▶ _Problem requirements_
Find the line containing "let fit = match" in the data below and repeat it, along with all later lines, exactly through the last one.

▶ _Items from a data source_
//! Spectrum decomposition on synthetic spectra with known parameters.

use approx::assert_relative_eq;
use picspec_core::spectrum::{
    accumulate, decompose, fit_power_law, fit_thermal_core, maxwellian, FitError, ThermalFit,
};

/// `n` logarithmically spaced bins on `[emin, emax]`.
fn log_bins(n: usize, emin: f64, emax: f64) -> Vec<f64> {
    let (l0, l1) = (emin.log10(), emax.log10());
    (0..n)
        .map(|i| 10f64.powf(l0 + (l1 - l0) * i as f64 / (n - 1) as f64))
        .collect()
}

#[test]
fn test_maxwellian_recovered_inside_window() {
    let energy = log_bins(200, 1e-4, 10.0);
    let (a, b) = (1.7e3, 45.0);
    let flux = maxwellian(&energy, a, b);

    let fit = fit_thermal_core(&energy, &flux).unwrap();
    assert!(fit.window_end <= energy.len());
    assert_eq!(fit.window_end, fit.peak_index + 10);
    for i in 0..fit.window_end {
        assert_relative_eq!(fit.flux[i], flux[i], max_relative = 1e-4);
    }
    assert_relative_eq!(fit.inverse_temperature, b, max_relative = 1e-4);
    assert_relative_eq!(fit.peak_energy(), 0.5 / b, max_relative = 1e-4);
}

#[test]
fn test_power_law_recovered() {
    let energy = log_bins(300, 1e-3, 1e2);
    let (c, k) = (3.0e-2, -2.4);
    let flux: Vec<f64> = energy.iter().map(|e| c * e.powf(k)).collect();

    let fit = fit_power_law(&energy, &flux, 20, 100).unwrap();
    assert_eq!(fit.start, 20);
    assert_eq!(fit.end, 120);
    assert_relative_eq!(fit.slope, k, max_relative = 1e-6);
    assert_relative_eq!(fit.intercept, c.log10(), max_relative = 1e-6);
    assert!(fit.number_fraction > 0.0 && fit.number_fraction < 1.0);
    assert!(fit.energy_fraction > 0.0 && fit.energy_fraction < 1.0);
}

#[test]
fn test_power_law_window_past_end() {
    let energy = log_bins(50, 1e-2, 1.0);
    let flux: Vec<f64> = energy.iter().map(|e| e.powf(-1.0)).collect();

    // Peak is bin 0; [45, 55) runs past 50 bins.
    let err = fit_power_law(&energy, &flux, 45, 10).unwrap_err();
    match err {
        FitError::InvalidWindow { start, end, len, .. } => {
            assert_eq!((start, end, len), (45, 55, 50));
        }
        other => panic!("unexpected {:?}", other),
    }
    assert!(!fit_power_law(&energy, &flux, 45, 10)
        .unwrap_err()
        .is_recoverable());

    // Exactly reaching the end is fine.
    assert!(fit_power_law(&energy, &flux, 40, 10).is_ok());
}

#[test]
fn test_power_law_window_with_zero_flux() {
    let energy = log_bins(40, 1e-2, 1.0);
    let mut flux: Vec<f64> = energy.iter().map(|e| e.powf(-1.0)).collect();
    flux[15] = 0.0;
    let err = fit_power_law(&energy, &flux, 10, 10).unwrap_err();
    assert!(matches!(err, FitError::InvalidWindow { start: 10, end: 20, .. }));

    flux[15] = -1e-9;
    assert!(fit_power_law(&energy, &flux, 10, 10).is_err());
}

#[test]
fn test_accumulate_monotone() {
    let energy = log_bins(120, 1e-4, 50.0);
    let flux: Vec<f64> = energy
        .iter()
        .map(|e| 3.0 * e.sqrt() * (-20.0 * e).exp() + 1e-3 * e.powf(-2.0))
        .collect();
    let acc = accumulate(&energy, &flux);

    let dloge = (50f64.log10() - 1e-4f64.log10()) / 120.0;
    assert_relative_eq!(acc.count[0], flux[0] * energy[0] * dloge, max_relative = 1e-12);
    for w in acc.count.windows(2) {
        assert!(w[1] >= w[0]);
    }
    for w in acc.energy.windows(2) {
        assert!(w[1] >= w[0]);
    }
}

#[test]
fn test_decompose_two_populations() {
    let energy = log_bins(250, 1e-4, 20.0);
    let cold = maxwellian(&energy, 2.0e3, 60.0);
    let hot = maxwellian(&energy, 1.0, 0.8);
    let flux: Vec<f64> = cold.iter().zip(&hot).map(|(a, b)| a + b).collect();

    let d = decompose(&energy, &flux).unwrap();
    for i in 0..energy.len() {
        assert_relative_eq!(d.nonthermal[i], flux[i] - d.thermal[i]);
        assert_relative_eq!(d.secondary_nonthermal[i], d.nonthermal[i] - d.secondary_thermal[i]);
    }
    // The cold core dominates the first pass.
    let peak = (0..energy.len())
        .max_by(|&i, &j| d.thermal[i].total_cmp(&d.thermal[j]))
        .unwrap();
    assert_relative_eq!(energy[peak], 1.0 / 120.0, max_relative = 0.1);
}

#[test]
fn test_zero_fallback_after_convergence_failure() {
    let energy = [1.0, 2.0, 3.0, 4.0, 5.0];
    let flux = [f64::NAN; 5];
    let fit = match fit_thermal_core(&energy, &flux) {
        Err(e) if e.is_recoverable() => ThermalFit::zero(energy.len()),
        other => panic!("expected recoverable error, got {:?}", other),
    };
    assert_eq!(fit.flux, vec![0.0; 5]);
}

#[test]
fn test_fit_results_serialise() {
    let energy = log_bins(100, 1e-3, 10.0);
    let flux: Vec<f64> = energy.iter().map(|e| 2.0 * e.powf(-1.5)).collect();
    let fit = fit_power_law(&energy, &flux, 10, 30).unwrap();

    let value = serde_json::to_value(&fit).unwrap();
    assert_eq!(value["start"], 10);
    assert_eq!(value["end"], 40);
    assert_eq!(value["flux"].as_array().unwrap().len(), 100);
    assert_relative_eq!(value["slope"].as_f64().unwrap(), -1.5, max_relative = 1e-9);
}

▶ _Response to the task_
    let fit = match fit_thermal_core(&energy, &flux) {
        Err(e) if e.is_recoverable() => ThermalFit::zero(energy.len()),
        other => panic!("expected recoverable error, got {:?}", other),
    };
    assert_eq!(fit.flux, vec![0.0; 5]);
}

#[test]
fn test_fit_results_serialise() {
    let energy = log_bins(100, 1e-3, 10.0);
    let flux: Vec<f64> = energy.iter().map(|e| 2.0 * e.powf(-1.5)).collect();
    let fit = fit_power_law(&energy, &flux, 10, 30).unwrap();

    let value = serde_json::to_value(&fit).unwrap();
    assert_eq!(value["start"], 10);
    assert_eq!(value["end"], 40);
    assert_eq!(value["flux"].as_array().unwrap().len(), 100);
    assert_relative_eq!(value["slope"].as_f64().unwrap(), -1.5, max_relative = 1e-9);
}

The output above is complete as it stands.